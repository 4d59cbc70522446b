use std::net::SocketAddr;

use anyhow::Context;
use tracing::info;
use tracing_subscriber::EnvFilter;

use spacewalk_accounts::middleware::SessionAuthConfig;
use spacewalk_accounts::server::{LogSink, ServerConfig, build_app};

/// Resolves on Ctrl+C or SIGTERM.
async fn shutdown_signal() {
    let ctrl_c = async {
        if let Err(e) = tokio::signal::ctrl_c().await {
            tracing::error!(error = %e, "Failed to listen for Ctrl+C");
            std::future::pending::<()>().await;
        }
    };

    #[cfg(unix)]
    let terminate = async {
        match tokio::signal::unix::signal(tokio::signal::unix::SignalKind::terminate()) {
            Ok(mut signal) => {
                signal.recv().await;
            }
            Err(e) => {
                tracing::error!(error = %e, "Failed to install SIGTERM handler");
                std::future::pending::<()>().await;
            }
        }
    };

    #[cfg(not(unix))]
    let terminate = std::future::pending::<()>();

    tokio::select! {
        _ = ctrl_c => {},
        _ = terminate => {},
    }

    info!("Shutdown signal received, draining connections...");
}

#[tokio::main]
async fn main() -> anyhow::Result<()> {
    // A missing .env is normal in production.
    let _ = dotenvy::dotenv();

    tracing_subscriber::fmt()
        .with_env_filter(EnvFilter::try_from_default_env().unwrap_or_else(|_| EnvFilter::new("info")))
        .init();

    let auth = SessionAuthConfig::from_env().context("loading auth configuration")?;
    let server = ServerConfig::from_env().context("loading server configuration")?;

    let addr = SocketAddr::from(([0, 0, 0, 0], server.port));
    let app = build_app(auth, LogSink, &server);

    let listener = tokio::net::TcpListener::bind(addr)
        .await
        .with_context(|| format!("binding {addr}"))?;

    info!(%addr, origins = server.cors_origins().len(), "Server running");

    axum::serve(listener, app)
        .with_graceful_shutdown(shutdown_signal())
        .await?;

    info!("Shutdown complete");
    Ok(())
}
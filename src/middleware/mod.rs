//! Discord login and cookie-session middleware for Axum.
//!
//! The session is a signed, time-limited credential stored in an HttpOnly
//! cookie; no server-side session storage exists.
//!
//! # Quick Start
//!
//! ```rust,ignore
//! use spacewalk_accounts::middleware::{SessionAuthConfig, auth_routes, AuthIdentity};
//!
//! // 1. Configure from environment
//! let config = SessionAuthConfig::from_env()?;
//!
//! // 2. Mount auth routes
//! let app = axum::Router::new().merge(auth_routes(config));
//!
//! // 3. Use AuthIdentity in handlers whose state provides a SessionVerifier
//! async fn handler(auth: AuthIdentity) -> String {
//!     auth.user.username
//! }
//! ```

mod config;
mod cookies;
mod error;
mod extractor;
mod routes;
mod state;
mod traits;
mod types;

pub use config::SessionAuthConfig;
pub use error::AuthError;
pub use extractor::{AuthIdentity, SessionVerifier, resolve_session};
pub use routes::auth_routes;
pub use traits::IdentityProvider;
pub use types::{ErrorBody, ErrorDetail, MeResponse, SuccessResponse};
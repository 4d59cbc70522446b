//! HTTP application assembly: auth routes, webhook receiver, CORS and fallbacks.

use std::future::Future;
use std::sync::Arc;

use axum::body::Bytes;
use axum::extract::{Path, State};
use axum::http::{HeaderMap, HeaderValue, Method, StatusCode, header};
use axum::response::{IntoResponse, Response};
use axum::routing::{any, get};
use axum::{Json, Router};
use tower_http::cors::{AllowOrigin, CorsLayer};
use tower_http::trace::TraceLayer;

use crate::middleware::{ErrorBody, IdentityProvider, SessionAuthConfig, SuccessResponse, auth_routes};

const DEFAULT_PORT: u16 = 3000;
const DEFAULT_CORS_ORIGINS: &str = "https://spacewalk.my.id,https://www.spacewalk.my.id";

#[derive(Debug, thiserror::Error)]
pub enum ServerConfigError {
    #[error("PORT: {0}")]
    InvalidPort(String),
    #[error("CORS origin list is empty")]
    NoOrigins,
    #[error("wildcard CORS origin cannot be combined with credentialed requests")]
    WildcardOrigin,
    #[error("invalid CORS origin {0:?}")]
    InvalidOrigin(String),
}

/// Listener and CORS settings.
#[derive(Debug, Clone)]
pub struct ServerConfig {
    pub port: u16,
    cors_origins: Vec<HeaderValue>,
}

impl ServerConfig {
    /// # Errors
    ///
    /// Rejects `*`, empty lists and origins that are not `scheme://host[:port]`.
    pub fn new<'a>(
        port: u16,
        origins: impl IntoIterator<Item = &'a str>,
    ) -> Result<Self, ServerConfigError> {
        let cors_origins = origins
            .into_iter()
            .map(str::trim)
            .filter(|o| !o.is_empty())
            .map(parse_origin)
            .collect::<Result<Vec<_>, _>>()?;

        if cors_origins.is_empty() {
            return Err(ServerConfigError::NoOrigins);
        }

        Ok(Self { port, cors_origins })
    }

    /// Create config from environment variables.
    ///
    /// - `PORT`: listening port (default `3000`)
    /// - `CORS_ORIGINS`: comma-separated allowed origins
    ///   (default `https://spacewalk.my.id,https://www.spacewalk.my.id`)
    ///
    /// # Errors
    ///
    /// See [`ServerConfig::new`]; also rejects a non-numeric `PORT`.
    pub fn from_env() -> Result<Self, ServerConfigError> {
        Self::from_lookup(|key| std::env::var(key).ok())
    }

    pub(crate) fn from_lookup(
        lookup: impl Fn(&str) -> Option<String>,
    ) -> Result<Self, ServerConfigError> {
        let port = match lookup("PORT") {
            Some(p) => p
                .parse()
                .map_err(|e| ServerConfigError::InvalidPort(format!("{p:?}: {e}")))?,
            None => DEFAULT_PORT,
        };
        let origins = lookup("CORS_ORIGINS").unwrap_or_else(|| DEFAULT_CORS_ORIGINS.into());
        Self::new(port, origins.split(','))
    }

    #[must_use]
    pub fn cors_origins(&self) -> &[HeaderValue] {
        &self.cors_origins
    }

    fn cors_layer(&self) -> CorsLayer {
        CorsLayer::new()
            .allow_origin(AllowOrigin::list(self.cors_origins.clone()))
            .allow_credentials(true)
            .allow_methods([
                Method::GET,
                Method::POST,
                Method::PUT,
                Method::DELETE,
                Method::OPTIONS,
            ])
            .allow_headers([header::CONTENT_TYPE, header::AUTHORIZATION])
            .expose_headers([header::SET_COOKIE])
    }
}

fn parse_origin(origin: &str) -> Result<HeaderValue, ServerConfigError> {
    if origin.contains('*') {
        return Err(ServerConfigError::WildcardOrigin);
    }
    let url = url::Url::parse(origin)
        .map_err(|_| ServerConfigError::InvalidOrigin(origin.to_owned()))?;
    let serialized = url.origin().ascii_serialization();
    if !url.origin().is_tuple() || serialized != origin.trim_end_matches('/') {
        return Err(ServerConfigError::InvalidOrigin(origin.to_owned()));
    }
    HeaderValue::from_str(&serialized)
        .map_err(|_| ServerConfigError::InvalidOrigin(origin.to_owned()))
}

// ── Webhooks ───────────────────────────────────────────────────────

/// One inbound webhook call, passed through without interpretation.
#[derive(Debug, Clone)]
pub struct WebhookDelivery {
    /// Last path segment, e.g. `tako` for `/webhook/tako`.
    pub name: String,
    pub method: Method,
    pub content_type: Option<String>,
    pub body: Bytes,
}

/// Receiver for inbound webhooks. The payload schema belongs to the sender.
pub trait WebhookSink: Send + Sync + 'static {
    fn deliver(
        &self,
        delivery: WebhookDelivery,
    ) -> impl Future<Output = Result<(), Box<dyn std::error::Error + Send + Sync>>> + Send;
}

/// Sink that only records deliveries in the log.
#[derive(Debug, Clone, Copy, Default)]
pub struct LogSink;

impl WebhookSink for LogSink {
    async fn deliver(
        &self,
        delivery: WebhookDelivery,
    ) -> Result<(), Box<dyn std::error::Error + Send + Sync>> {
        tracing::info!(
            webhook = %delivery.name,
            method = %delivery.method,
            content_type = delivery.content_type.as_deref().unwrap_or("-"),
            bytes = delivery.body.len(),
            "Webhook received"
        );
        Ok(())
    }
}

async fn webhook<W: WebhookSink>(
    State(sink): State<Arc<W>>,
    Path(name): Path<String>,
    method: Method,
    headers: HeaderMap,
    body: Bytes,
) -> Response {
    let content_type = headers
        .get(header::CONTENT_TYPE)
        .and_then(|v| v.to_str().ok())
        .map(str::to_owned);

    let delivery = WebhookDelivery {
        name,
        method,
        content_type,
        body,
    };
    let name = delivery.name.clone();

    match sink.deliver(delivery).await {
        Ok(()) => Json(SuccessResponse::ok()).into_response(),
        Err(e) => {
            tracing::error!(webhook = %name, error = %e, "Webhook delivery failed");
            (
                StatusCode::INTERNAL_SERVER_ERROR,
                Json(ErrorBody::new("WEBHOOK_FAILED", "Webhook could not be processed.")),
            )
                .into_response()
        }
    }
}

// ── Application ────────────────────────────────────────────────────

/// Build the full application router.
pub fn build_app<P, W>(auth: SessionAuthConfig<P>, sink: W, server: &ServerConfig) -> Router
where
    P: IdentityProvider,
    W: WebhookSink,
{
    let webhooks = Router::new()
        .route("/webhook/{name}", any(webhook::<W>))
        .with_state(Arc::new(sink));

    Router::new()
        .route("/", get(root))
        .merge(auth_routes(auth))
        .merge(webhooks)
        .method_not_allowed_fallback(not_found)
        .fallback(not_found)
        .layer(TraceLayer::new_for_http())
        .layer(server.cors_layer())
}

async fn root() -> &'static str {
    "Shh... You weren't supposed to find this."
}

async fn not_found() -> (StatusCode, Json<ErrorBody>) {
    (
        StatusCode::NOT_FOUND,
        Json(ErrorBody::new(
            "RESOURCE_NOT_FOUND",
            "The requested endpoint does not exist.",
        )),
    )
}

......

### AIM OF THE EXERCISE
In the lines above, find each one with "https" and list it.

### FINISHED EXERCISE
const DEFAULT_CORS_ORIGINS: &str = "https://spacewalk.my.id,https://www.spacewalk.my.id";
    ///   (default `https://spacewalk.my.id,https://www.spacewalk.my.id`)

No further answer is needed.